Una euforia innovativa sembrava avere afferrato il mondo che rimase di nuovo sconvolto quando in orbita dai russi fu mandata una cagnetta, Laika, la prima astronauta. Pare sia morta tra atroci sofferenze. Era il 3 novembre del 1957. Il 12 aprile del 1961, la Russia mondò nello spazio il primo uomo, Jurij Alekseevič Gagarin a bordo della Vostok 1 e segnando in tal modo una pietra miliare nella corsa alla conquista dello spazio.
Questa breve cronistoria per sottolineare che nella metà degli anni “50 del Novecento la scoperta dello spazio era argomento di grande interesse e non solo per l’uomo comune. Intellettuali e scienziati si incominciarono a chiedere con più insistenza di prima se solo sulla terra ci fosse vita, mentre si guardava alla luna con occhio meno romantico.
In altre parole le poesie sulla luna, a cominciare dalle avventure di Astolfo, continuare con le iperbole di Cirano e finire, volutamente, con Leopardi, incominciavano a perdere quella romanticheria che l’aveva fatta amare a milione di studenti e di innamorati, rendendola oggetto non più di contemplazione ma di esplorazione.

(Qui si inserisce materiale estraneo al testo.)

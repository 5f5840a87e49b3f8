// Child termination status

use std::fmt;

use nix::errno::Errno;
use nix::sys::signal::Signal;

/// How a child process ended
///
/// Only `Exited(0)` counts as success.
#[derive(Debug, Clone, Copy, PartialEq, Eq)]
pub enum ChildExit {
    /// Normal exit with a status code
    Exited(i32),
    /// Terminated by a signal
    Signaled(i32),
    /// Stopped by a signal (job control)
    Stopped(i32),
    /// Program image could not be replaced (raw errno)
    ExecFailed(i32),
}

impl ChildExit {
    pub fn success(&self) -> bool {
        matches!(self, ChildExit::Exited(0))
    }

    /// Exit code, if the child exited normally
    pub fn code(&self) -> Option<i32> {
        match self {
            ChildExit::Exited(code) => Some(*code),
            _ => None,
        }
    }
}

fn signal_name(signo: i32) -> String {
    Signal::try_from(signo)
        .map(|sig| sig.as_str().to_string())
        .unwrap_or_else(|_| format!("signal {}", signo))
}

impl fmt::Display for ChildExit {
    fn fmt(&self, f: &mut fmt::Formatter<'_>) -> fmt::Result {
        match self {
            ChildExit::Exited(code) => write!(f, "exited with code {}", code),
            ChildExit::Signaled(signo) => write!(f, "killed by {}", signal_name(*signo)),
            ChildExit::Stopped(signo) => write!(f, "stopped by {}", signal_name(*signo)),
            ChildExit::ExecFailed(errno) => write!(f, "exec failed: {}", Errno::from_raw(*errno)),
        }
    }
}
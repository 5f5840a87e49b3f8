// Command Runner - spawn, redirect, wait, escalate
use std::ffi::OsStr;
use std::fs::{File, OpenOptions};
use std::os::fd::{AsFd, IntoRawFd};
use std::os::unix::fs::OpenOptionsExt;
use std::path::Path;
use std::sync::Arc;

use nix::errno::Errno;
use tracing::{debug, info};

use crate::config::RunnerConfig;
use crate::domain::{Argv, ChildExit, DomainError, Redirect, Report, SourceLocation};
use crate::error::{Result, RunError};
use crate::port::{ProcessSpawner, Reporter, SpawnError};

/// Runs external commands synchronously and escalates any failure as TBROK
///
/// Two entry points:
/// - `run_cmd_fds`: caller-managed descriptors (pipes, temp files)
/// - `run_cmd`: capture to file paths, opened in append/create mode
///
/// Every fatal failure is handed to `Reporter::fatal` exactly once and then
/// returned as `Err`. Nothing runs after a fatal report, whether or not
/// the reporter returns.
pub struct CommandRunner {
    spawner: Arc<dyn ProcessSpawner>,
    reporter: Arc<dyn Reporter>,
    config: RunnerConfig,
}

impl CommandRunner {
    pub fn new(spawner: Arc<dyn ProcessSpawner>, reporter: Arc<dyn Reporter>) -> Self {
        Self::with_config(spawner, reporter, RunnerConfig::default())
    }

    pub fn with_config(
        spawner: Arc<dyn ProcessSpawner>,
        reporter: Arc<dyn Reporter>,
        config: RunnerConfig,
    ) -> Self {
        Self {
            spawner,
            reporter,
            config,
        }
    }

    pub fn config(&self) -> &RunnerConfig {
        &self.config
    }

    /// Run `argv` with stdout/stderr redirected to caller-owned descriptors
    ///
    /// # Arguments
    /// * `cleanup` - Passed to the reporter on fatal failure
    /// * `argv` - Program followed by its arguments
    /// * `stdout` / `stderr` - `Redirect::Fd` or `Redirect::Inherit`
    ///
    /// # Errors
    /// - RunError::EmptyArgv before any process is created
    /// - RunError::SpawnFailed / WaitFailed / WaitMismatch on OS failures
    /// - RunError::CommandFailed on non-zero exit, signal, or exec failure
    #[track_caller]
    pub fn run_cmd_fds<S: AsRef<OsStr>>(
        &self,
        cleanup: Option<&dyn Fn()>,
        argv: &[S],
        stdout: Redirect<'_>,
        stderr: Redirect<'_>,
    ) -> Result<()> {
        let location = SourceLocation::caller();
        self.run_fds_at(cleanup, argv, stdout, stderr, location)
    }

    /// Run `argv` with stdout/stderr appended to the given files
    ///
    /// A path that cannot be opened is reported as TWARN and that stream is
    /// inherited instead. Files are closed only after a successful run; a
    /// close failure is also just a TWARN.
    #[track_caller]
    pub fn run_cmd<S: AsRef<OsStr>>(
        &self,
        cleanup: Option<&dyn Fn()>,
        argv: &[S],
        stdout_path: Option<&Path>,
        stderr_path: Option<&Path>,
    ) -> Result<()> {
        let location = SourceLocation::caller();

        let stdout_file = stdout_path.and_then(|path| self.open_capture(path, location));
        let stderr_file = stderr_path.and_then(|path| self.open_capture(path, location));

        self.run_fds_at(
            cleanup,
            argv,
            stdout_file.as_ref().map(|f| f.as_fd()).into(),
            stderr_file.as_ref().map(|f| f.as_fd()).into(),
            location,
        )?;

        if let (Some(file), Some(path)) = (stdout_file, stdout_path) {
            self.close_capture(file, path, location);
        }
        if let (Some(file), Some(path)) = (stderr_file, stderr_path) {
            self.close_capture(file, path, location);
        }

        Ok(())
    }

    fn run_fds_at<S: AsRef<OsStr>>(
        &self,
        cleanup: Option<&dyn Fn()>,
        argv: &[S],
        stdout: Redirect<'_>,
        stderr: Redirect<'_>,
        location: SourceLocation,
    ) -> Result<()> {
        let argv = match Argv::new(argv) {
            Ok(argv) => argv,
            Err(DomainError::EmptyArgv) => {
                return Err(self.escalate(cleanup, RunError::EmptyArgv { location }));
            }
        };
        let program = argv.program_lossy();

        debug!(
            command = %argv,
            stdout_redirected = !stdout.is_inherit(),
            stderr_redirected = !stderr.is_inherit(),
            "Spawning command"
        );

        let pid = match self.spawner.spawn(&argv, stdout, stderr) {
            Ok(pid) => pid,
            Err(err) => return Err(self.escalate(cleanup, spawn_failure(err, program, location))),
        };

        debug!(program = %program, pid = pid, "Waiting for child");

        let outcome = match self.spawner.wait(pid) {
            Ok(outcome) => outcome,
            Err(err) => {
                return Err(self.escalate(
                    cleanup,
                    RunError::WaitFailed {
                        pid,
                        source: err.into_io(),
                        location,
                    },
                ));
            }
        };

        if outcome.pid != pid {
            return Err(self.escalate(
                cleanup,
                RunError::WaitMismatch {
                    expected: pid,
                    actual: outcome.pid,
                    location,
                },
            ));
        }

        if !outcome.exit.success() {
            return Err(self.escalate(
                cleanup,
                RunError::CommandFailed {
                    program,
                    exit: outcome.exit,
                    location,
                },
            ));
        }

        info!(program = %program, pid = pid, "Command completed successfully");
        Ok(())
    }

    /// Report `err` as TBROK and hand it back for returning
    fn escalate(&self, cleanup: Option<&dyn Fn()>, err: RunError) -> RunError {
        self.reporter.fatal(&err.to_report(), cleanup);
        err
    }

    fn open_capture(&self, path: &Path, location: SourceLocation) -> Option<File> {
        let opened = OpenOptions::new()
            .write(true)
            .append(true)
            .create(true)
            .mode(self.config.capture_mode)
            .open(path);

        match opened {
            Ok(file) => Some(file),
            Err(e) => {
                let report = Report::warn(
                    format!("open() on {} failed at {}", path.display(), location),
                    location,
                )
                .with_io_error(&e);
                self.reporter.warning(&report);
                None
            }
        }
    }

    fn close_capture(&self, file: File, path: &Path, location: SourceLocation) {
        // Explicit close: File's Drop discards close errors
        let closed = nix::unistd::close(file.into_raw_fd());
        if let Some(report) = close_warning(closed, path, location) {
            self.reporter.warning(&report);
        }
    }
}

/// Map a spawn error to the fatal error it escalates as
///
/// An exec error carrying an errno means the program never ran: same outcome
/// as a child exiting from a failed exec. Anything else, including errors
/// with no errno, is a process-creation failure.
fn spawn_failure(err: SpawnError, program: String, location: SourceLocation) -> RunError {
    match err {
        SpawnError::Exec(source) => match source.raw_os_error() {
            Some(errno) => RunError::CommandFailed {
                program,
                exit: ChildExit::ExecFailed(errno),
                location,
            },
            None => RunError::SpawnFailed {
                program,
                source,
                location,
            },
        },
        other => RunError::SpawnFailed {
            program,
            source: other.into_io(),
            location,
        },
    }
}

/// TWARN for a failed close of a capture file, if the close failed
fn close_warning(
    closed: std::result::Result<(), Errno>,
    path: &Path,
    location: SourceLocation,
) -> Option<Report> {
    let errno = closed.err()?;
    Some(
        Report::warn(
            format!("close() on {} failed at {}", path.display(), location),
            location,
        )
        .with_errno(errno),
    )
}
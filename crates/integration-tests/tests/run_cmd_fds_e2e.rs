//! Descriptor-based runner, end to end
//!
//! Real children via StdProcessSpawner, reports captured by RecordingReporter

use std::fs::File;
use std::io::{Read, Seek};
use std::sync::Arc;

use cmdharness_core::domain::ReportKind;
use cmdharness_core::port::process_spawner::ProcessSpawner;
use cmdharness_core::port::reporter::mocks::RecordingReporter;
use cmdharness_core::{Argv, ChildExit, CommandRunner, Redirect, RunError};
use cmdharness_infra_system::StdProcessSpawner;
use nix::sys::signal::Signal;

fn runner() -> (CommandRunner, Arc<RecordingReporter>) {
    let reporter = Arc::new(RecordingReporter::new());
    let runner = CommandRunner::new(Arc::new(StdProcessSpawner::new()), reporter.clone());
    (runner, reporter)
}

fn read_back(file: &mut File) -> String {
    let mut text = String::new();
    file.rewind().unwrap();
    file.read_to_string(&mut text).unwrap();
    text
}

/// Zero-exit command returns normally, nothing reported
#[test]
fn test_zero_exit_returns_normally() {
    let (runner, reporter) = runner();

    runner
        .run_cmd_fds(None, &["true"], Redirect::Inherit, Redirect::Inherit)
        .unwrap();

    assert!(reporter.reports().is_empty());
}

/// Empty argument list: one TBROK, no child
#[test]
fn test_empty_argv_is_broken_once() {
    let (runner, reporter) = runner();
    let empty: Vec<String> = Vec::new();

    let result = runner.run_cmd_fds(None, &empty, Redirect::Inherit, Redirect::Inherit);

    assert!(matches!(result, Err(RunError::EmptyArgv { .. })));
    let fatal = reporter.fatal_reports();
    assert_eq!(fatal.len(), 1);
    assert_eq!(fatal[0].kind, ReportKind::Broken);
    assert!(fatal[0].location.file().ends_with("run_cmd_fds_e2e.rs"));
}

/// Non-zero exit N: TBROK naming the command, exit code preserved
#[test]
fn test_nonzero_exit_is_broken() {
    let (runner, reporter) = runner();

    let result = runner.run_cmd_fds(
        None,
        &["sh", "-c", "exit 42"],
        Redirect::Inherit,
        Redirect::Inherit,
    );

    match result {
        Err(RunError::CommandFailed { program, exit, .. }) => {
            assert_eq!(program, "sh");
            assert_eq!(exit.code(), Some(42));
        }
        other => panic!("expected CommandFailed, got {:?}", other),
    }
    let fatal = reporter.fatal_reports();
    assert_eq!(fatal.len(), 1);
    assert!(fatal[0].message.contains("failed to exec cmd 'sh'"));
}

/// Unresolvable program: exec failure escalates as a command failure
#[test]
fn test_missing_program_is_broken() {
    let (runner, reporter) = runner();

    let result = runner.run_cmd_fds(
        None,
        &["cmdharness-definitely-not-installed"],
        Redirect::Inherit,
        Redirect::Inherit,
    );

    assert!(matches!(
        result,
        Err(RunError::CommandFailed {
            exit: ChildExit::ExecFailed(_),
            ..
        })
    ));
    assert_eq!(reporter.fatal_reports().len(), 1);
    assert!(reporter.fatal_reports()[0].os_error.is_some());
}

/// NUL byte in an argument: fatal, but not an exec failure and no OS error
#[test]
fn test_nul_byte_argument_is_spawn_failure() {
    let (runner, reporter) = runner();

    let result = runner.run_cmd_fds(None, &["echo", "a\0b"], Redirect::Inherit, Redirect::Inherit);

    match result {
        Err(RunError::SpawnFailed { program, .. }) => assert_eq!(program, "echo"),
        other => panic!("expected SpawnFailed, got {:?}", other),
    }
    let fatal = reporter.fatal_reports();
    assert_eq!(fatal.len(), 1);
    assert_eq!(fatal[0].os_error, None);
    assert!(!fatal[0].message.contains("failed to exec cmd"));
}

/// Killed by a signal: abnormal termination is a failure
#[test]
fn test_signal_termination_is_broken() {
    let (runner, _reporter) = runner();

    let result = runner.run_cmd_fds(
        None,
        &["sh", "-c", "kill -TERM $$"],
        Redirect::Inherit,
        Redirect::Inherit,
    );

    match result {
        Err(RunError::CommandFailed { exit, .. }) => {
            assert_eq!(exit, ChildExit::Signaled(Signal::SIGTERM as i32));
        }
        other => panic!("expected CommandFailed, got {:?}", other),
    }
}

/// stdout and stderr land on their own descriptors, not swapped or merged
#[test]
fn test_stdout_and_stderr_redirected_separately() {
    let (runner, reporter) = runner();
    let mut out = tempfile::tempfile().unwrap();
    let mut err = tempfile::tempfile().unwrap();

    runner
        .run_cmd_fds(
            None,
            &["sh", "-c", "printf out; printf err >&2"],
            Redirect::to(&out),
            Redirect::to(&err),
        )
        .unwrap();

    assert_eq!(read_back(&mut out), "out");
    assert_eq!(read_back(&mut err), "err");
    assert!(reporter.reports().is_empty());
}

/// Redirect into a pipe; the caller's write end stays open and usable
#[test]
fn test_redirect_into_pipe() {
    let (runner, _reporter) = runner();
    let (read_end, write_end) = nix::unistd::pipe().unwrap();

    runner
        .run_cmd_fds(
            None,
            &["echo", "through the pipe"],
            Redirect::to(&write_end),
            Redirect::Inherit,
        )
        .unwrap();

    // The runner only borrowed the write end; closing it is ours to do
    drop(write_end);

    let mut text = String::new();
    File::from(read_end).read_to_string(&mut text).unwrap();
    assert_eq!(text, "through the pipe\n");
}

/// Output written before a failure is still in the caller's descriptor
#[test]
fn test_failed_command_output_still_captured() {
    let (runner, _reporter) = runner();
    let mut out = tempfile::tempfile().unwrap();

    let result = runner.run_cmd_fds(
        None,
        &["sh", "-c", "echo partial; exit 1"],
        Redirect::to(&out),
        Redirect::Inherit,
    );

    assert!(result.is_err());
    assert_eq!(read_back(&mut out), "partial\n");
}

/// Back-to-back children never receive each other's exit status
#[test]
fn test_sequential_runs_keep_their_own_status() {
    let spawner = StdProcessSpawner::new();
    let first = Argv::new(["sh", "-c", "sleep 0.2; exit 3"]).unwrap();
    let second = Argv::new(["sh", "-c", "exit 5"]).unwrap();

    let pid_a = spawner
        .spawn(&first, Redirect::Inherit, Redirect::Inherit)
        .unwrap();
    let pid_b = spawner
        .spawn(&second, Redirect::Inherit, Redirect::Inherit)
        .unwrap();

    // Reap the faster child first; each wait must return its own pid
    let b = spawner.wait(pid_b).unwrap();
    let a = spawner.wait(pid_a).unwrap();

    assert_eq!((b.pid, b.exit), (pid_b, ChildExit::Exited(5)));
    assert_eq!((a.pid, a.exit), (pid_a, ChildExit::Exited(3)));

    let (runner, _reporter) = runner();
    for code in [3, 5] {
        let script = format!("exit {}", code);
        let err = runner
            .run_cmd_fds(None, &["sh", "-c", script.as_str()], Redirect::Inherit, Redirect::Inherit)
            .unwrap_err();
        match err {
            RunError::CommandFailed { exit, .. } => assert_eq!(exit, ChildExit::Exited(code)),
            other => panic!("expected CommandFailed, got {:?}", other),
        }
    }
}

/// Cleanup callback runs once per fatal report
#[test]
fn test_cleanup_runs_on_failure_only() {
    let (runner, _reporter) = runner();
    let calls = std::cell::Cell::new(0);
    let cleanup: &dyn Fn() = &|| calls.set(calls.get() + 1);

    runner
        .run_cmd_fds(Some(cleanup), &["true"], Redirect::Inherit, Redirect::Inherit)
        .unwrap();
    assert_eq!(calls.get(), 0);

    let _ = runner.run_cmd_fds(Some(cleanup), &["false"], Redirect::Inherit, Redirect::Inherit);
    assert_eq!(calls.get(), 1);
}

Quasimodo, che di quei tempi era figlio, scrisse questi versi in omaggio allo Sputnik e alla consapevolezza che l’uomo incominciava forse a sfidare, novello Prometeo, il suo stesso creatore, mettendo in cielo una sua stella in qualche modo simile a quelle create dal Padre.
Non è certamente questa una delle migliori poesie del poeta siciliano, ma per il messaggio che si porta dietro, ha una sua logica.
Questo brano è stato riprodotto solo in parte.